On Mon, May 16, 2011 at 4:03 AM, Diego <diegosolor@xxxxxxxxx> wrote:
> you were right:
> [    2.415947] [drm] nouveau 0000:01:00.0: Unsupported chipset 0xffffffff
> this is why the screen freezes when I try a switch to the nvidia card?

Not necessarily, it might mean you've switched the graphics, but not
the mux.  Do you get anything out the hdmi port when you do this?

> also, when you have some time, could you explain us how to play witch
> acpi_call to figure out how to switch the mux?

I'm not sure how much advice I have to offer, acpi is pretty difficult
to reverse engineer and I'm far from understanding exactly how things
work on my system.  The ASL in your DSDT is a simple programming
language that gets interpreted by the OS.  You can reference the ACPI
spec to understand what each function does, but putting the pieces
together to understand what it's doing as a whole is often more like
reverse engineering assembly than just uncommented code.

Method names that begin with an underscore are from the reserved
namespace, and you can find definitions of what they do in the ACPI
spec.  All variable and method names are limited to 4 characters,
which makes guessing their purpose difficult.  The Asus DSDT is at
least not obfuscated beyond that required by ASL, so that helps a
little.  You'll also find bugs everywhere in the DSDT, because as many
have said, BIOS writers are crack smoking monkeys.  Methods are
defined as "Method (NAME, <#param>, ...), so you know how many
parameters to pass in, even though the code often ignores them anyway.

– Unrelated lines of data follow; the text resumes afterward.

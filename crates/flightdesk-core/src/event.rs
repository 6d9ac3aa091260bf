use crate::types::{MessageId, Role, RunId, StepId, ThreadId, ToolCallId};
use crate::{AgentState, JsonValue};
use serde::{Deserialize, Serialize};

/// Event types streamed during a run
#[derive(Debug, Clone, Copy, PartialEq, Eq, Hash, Serialize, Deserialize)]
#[serde(rename_all = "SCREAMING_SNAKE_CASE")]
pub enum EventType {
    RunStarted,
    RunFinished,
    RunError,
    StepStarted,
    StepFinished,
    ThinkingStart,
    ThinkingEnd,
    ThinkingTextMessageStart,
    ThinkingTextMessageContent,
    ThinkingTextMessageEnd,
    TextMessageStart,
    TextMessageContent,
    TextMessageEnd,
    TextMessageChunk,
    ToolCallStart,
    ToolCallArgs,
    ToolCallResult,
    ToolCallEnd,
    StateSnapshot,
    StateDelta,
    Custom,
    Raw,
}

impl EventType {
    pub const fn as_str(&self) -> &'static str {
        match self {
            EventType::RunStarted => "RUN_STARTED",
            EventType::RunFinished => "RUN_FINISHED",
            EventType::RunError => "RUN_ERROR",
            EventType::StepStarted => "STEP_STARTED",
            EventType::StepFinished => "STEP_FINISHED",
            EventType::ThinkingStart => "THINKING_START",
            EventType::ThinkingEnd => "THINKING_END",
            EventType::ThinkingTextMessageStart => "THINKING_TEXT_MESSAGE_START",
            EventType::ThinkingTextMessageContent => "THINKING_TEXT_MESSAGE_CONTENT",
            EventType::ThinkingTextMessageEnd => "THINKING_TEXT_MESSAGE_END",
            EventType::TextMessageStart => "TEXT_MESSAGE_START",
            EventType::TextMessageContent => "TEXT_MESSAGE_CONTENT",
            EventType::TextMessageEnd => "TEXT_MESSAGE_END",
            EventType::TextMessageChunk => "TEXT_MESSAGE_CHUNK",
            EventType::ToolCallStart => "TOOL_CALL_START",
            EventType::ToolCallArgs => "TOOL_CALL_ARGS",
            EventType::ToolCallResult => "TOOL_CALL_RESULT",
            EventType::ToolCallEnd => "TOOL_CALL_END",
            EventType::StateSnapshot => "STATE_SNAPSHOT",
            EventType::StateDelta => "STATE_DELTA",
            EventType::Custom => "CUSTOM",
            EventType::Raw => "RAW",
        }
    }
}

Another thing to be aware of is that the DSDT can query the
capabilities of the OS and may do things differently for different
OSes.  You can see the setup for this when the DSDT makes _OSI calls.
Linux ACPI has decided that the only capabilities that make sense to
expose are those for various version of Windows and specifically not
Linux.  This means Linux will by default respond true to _OSI("Windows
2000"), but false to _OSI("Linux").  The theory is that vendors really
only test Windows and it's better to follow the known tested path and
make things work than follow the potentially completely broken and
untested other paths in the code.  The trouble is that many on these
systems support a splashtop, instant on OS, which is linux under the
covers.  We don't really know how they boot these and they very well
might have working code for _OSI("Linux").  I actually find that
booting my UL30VT with acpi_osi="Linux" acpi_osi="!Windows 2009" makes
the backlight brightness keys work.

For this work specifically, it also helps to use a monitor connected
to the hdmi port so you can tell if you've actually done something and
the mux hasn't switched.  For me, the _DSM in the switchto_dis script
switches over to nouveau as the console, but by itself, it lets the
lcd go haywire, like an unsynced monitor (which I suspect is actually
somewhat accurate to what's actually happening).  MXDS will turn off
the lcd backlight ("Display Switch" perhaps) and MXMX ("MuX" maybe)
apparently modifies the mux settings.  These are probably from the MXM
specification, but nobody seems to have a recent copy of the spec.

I was hoping more Asus laptops would work similar to mine, but I can
see in your DSDT that things like the _DSM function 2 listing are
missing things compared to mine.  I also feel obligated to mention
that poking at your system via ACPI is at your own risk, and I assume
no responsibility if you break something.  In my experience, I've
never caused any harm that a cold power cycle couldn't fix, YMMV.